And Will shied the book over to Alice, who good-naturedly began to read, while that much suffering youth sat down by Bess and began to tease her and Clara.
"What are you and Clara doing at this time of day? Time you youngsters were going up stairs. Play us a little tune, Bessie, will you? What you been crying for, Clara Vere de Vere?"
"I should think you would be ashamed of yourself, Will, studying on Sundays," said Bess reprovingly and with dignity.
"No worse than sparking Sunday nights," retorted the incorrigible Will.
"I haven't been," replied Bess, indignantly. "I've been with Clara."
"She doesn't need any help, does she?" inquired Will, innocently. And going over where Clara lay with her face hid in the pillow of a large couch, Will tried to pull the pillow out from under her head.
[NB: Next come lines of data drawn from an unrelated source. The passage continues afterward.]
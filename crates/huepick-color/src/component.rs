//! Component encodings: normalized floats and 8-bit integers.
//!
//! Both types are smart-constructor newtypes. A [`NormalizedComponent`] can
//! only be obtained by clamping (or strictly validating) a float, and a
//! [`Component8Bit`] is derived from a normalized value or wraps a raw byte,
//! whose domain is already `[0, 255]`.

use std::fmt;

use bytemuck::{Pod, Zeroable};
use serde::{Deserialize, Deserializer, Serialize, Serializer};

use crate::error::{ColorError, ColorResult};

/// A color component in the closed interval `[0.0, 1.0]`.
///
/// Never NaN and never negative zero, so equality is total.
#[derive(Debug, Clone, Copy, Default, PartialEq, PartialOrd)]
pub struct NormalizedComponent(f64);

impl NormalizedComponent {
    pub const ZERO: Self = Self(0.0);
    pub const ONE: Self = Self(1.0);

    /// Clamp `value` into `[0, 1]`.
    ///
    /// Non-finite input is clamped too: `NaN` and `-inf` become 0, `+inf`
    /// becomes 1.
    #[inline]
    pub fn new(value: f64) -> Self {
        if value.is_nan() {
            return Self::ZERO;
        }
        let clamped = value.clamp(0.0, 1.0);
        // -0.0 would serialize differently from 0.0
        if clamped == 0.0 {
            Self::ZERO
        } else {
            Self(clamped)
        }
    }

    /// Validate `value` without clamping.
    pub fn try_new(value: f64) -> ColorResult<Self> {
        if !value.is_finite() {
            return Err(ColorError::NonFinite(value));
        }
        if !(0.0..=1.0).contains(&value) {
            return Err(ColorError::OutOfRange { value });
        }
        Ok(Self::new(value))
    }

    /// The raw float value.
    #[inline]
    pub const fn get(self) -> f64 {
        self.0
    }
}

impl Eq for NormalizedComponent {}

impl From<NormalizedComponent> for f64 {
    fn from(value: NormalizedComponent) -> Self {
        value.0
    }
}

impl fmt::Display for NormalizedComponent {
    fn fmt(&self, f: &mut fmt::Formatter<'_>) -> fmt::Result {
        fmt::Display::fmt(&self.0, f)
    }
}

impl Serialize for NormalizedComponent {
    fn serialize<S: Serializer>(&self, serializer: S) -> Result<S::Ok, S::Error> {
        serializer.serialize_f64(self.0)
    }
}

impl<'de> Deserialize<'de> for NormalizedComponent {
    fn deserialize<D: Deserializer<'de>>(deserializer: D) -> Result<Self, D::Error> {
        f64::deserialize(deserializer).map(Self::new)
    }
}

/// A color component in the integer range `[0, 255]`.
#[derive(
    Debug,
    Clone,
    Copy,
    Default,
    PartialEq,
    Eq,
    PartialOrd,
    Ord,
    Hash,
    Serialize,
    Deserialize,
    Pod,
    Zeroable,
)]
#[serde(transparent)]
#[repr(transparent)]
pub struct Component8Bit(u8);

impl Component8Bit {
    pub const MIN: Self = Self(0);
    pub const MAX: Self = Self(255);

    #[inline]
    pub const fn get(self) -> u8 {
        self.0
    }
}

impl From<u8> for Component8Bit {
    #[inline]
    fn from(value: u8) -> Self {
        Self(value)
    }
}

impl From<Component8Bit> for u8 {
    #[inline]
    fn from(value: Component8Bit) -> Self {
        value.0
    }
}

impl fmt::Display for Component8Bit {
    fn fmt(&self, f: &mut fmt::Formatter<'_>) -> fmt::Result {
        fmt::Display::fmt(&self.0, f)
    }
}

/// Create a normalized component, clamping `value` into `[0, 1]`.
#[inline]
pub fn normalized_component(value: f64) -> NormalizedComponent {
    NormalizedComponent::new(value)
}

/// Map a normalized component onto `[0, 255]`.
///
/// Computes `floor(value * 256)` capped at 255, so every 8-bit bucket covers
/// an equal share of the unit interval and 1.0 lands on 255.
#[inline]
pub fn component_8bit(value: NormalizedComponent) -> Component8Bit {
    let value = normalized_component(value.get()).get();
    Component8Bit((value * 256.0).floor().min(255.0) as u8)
}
"Let me alone, Will. I don't feel well," said a muffled voice from the pillow.
"Pshaw! you're fooling."
"No, I'm not. Let me alone."
"Come here, or I won't read your sentence for you," called Alice. And Will reluctantly withdrew, for he knew from experience that Alice would keep her word.
"All right. Now go ahead; not too fast. Here! Wait a minute! Let me write her down. I don't intend to miss to-morrow if I can help it. And old Romulus will call me up on this very passage, I know. Be just like him, though, to strike me on the review."
At that minute the door opened and in came George, the elder boy, and the oldest of the group of children. He hung up hat and coat, and strolled into the room.
"Where's mother?"
"She's in the other room," answered Bess. "Father's been asleep, and mother was afraid he was going to have a fever."
"That's one of your stories," said George, who seemed in a good-natured mood. He sat down and drew his little sister towards him and whispered to her:
"Say, Bess, I want some money again."
"Awfully?" whispered Bess.
"Yes, for a special reason. Do you think you could let me have a little?"
"Why, of course! you can have all my month's allowance. But why don't you ask father?"
"No; I've asked him too much lately. He refused point blank last time. I didn't like the way he spoke."
"Well, you can have all mine," said Bess, whispering.
George and she were great friends, and there was not a thing that Bessie would not have done for her big brother, who was her hero. What he wanted with so much money she never asked.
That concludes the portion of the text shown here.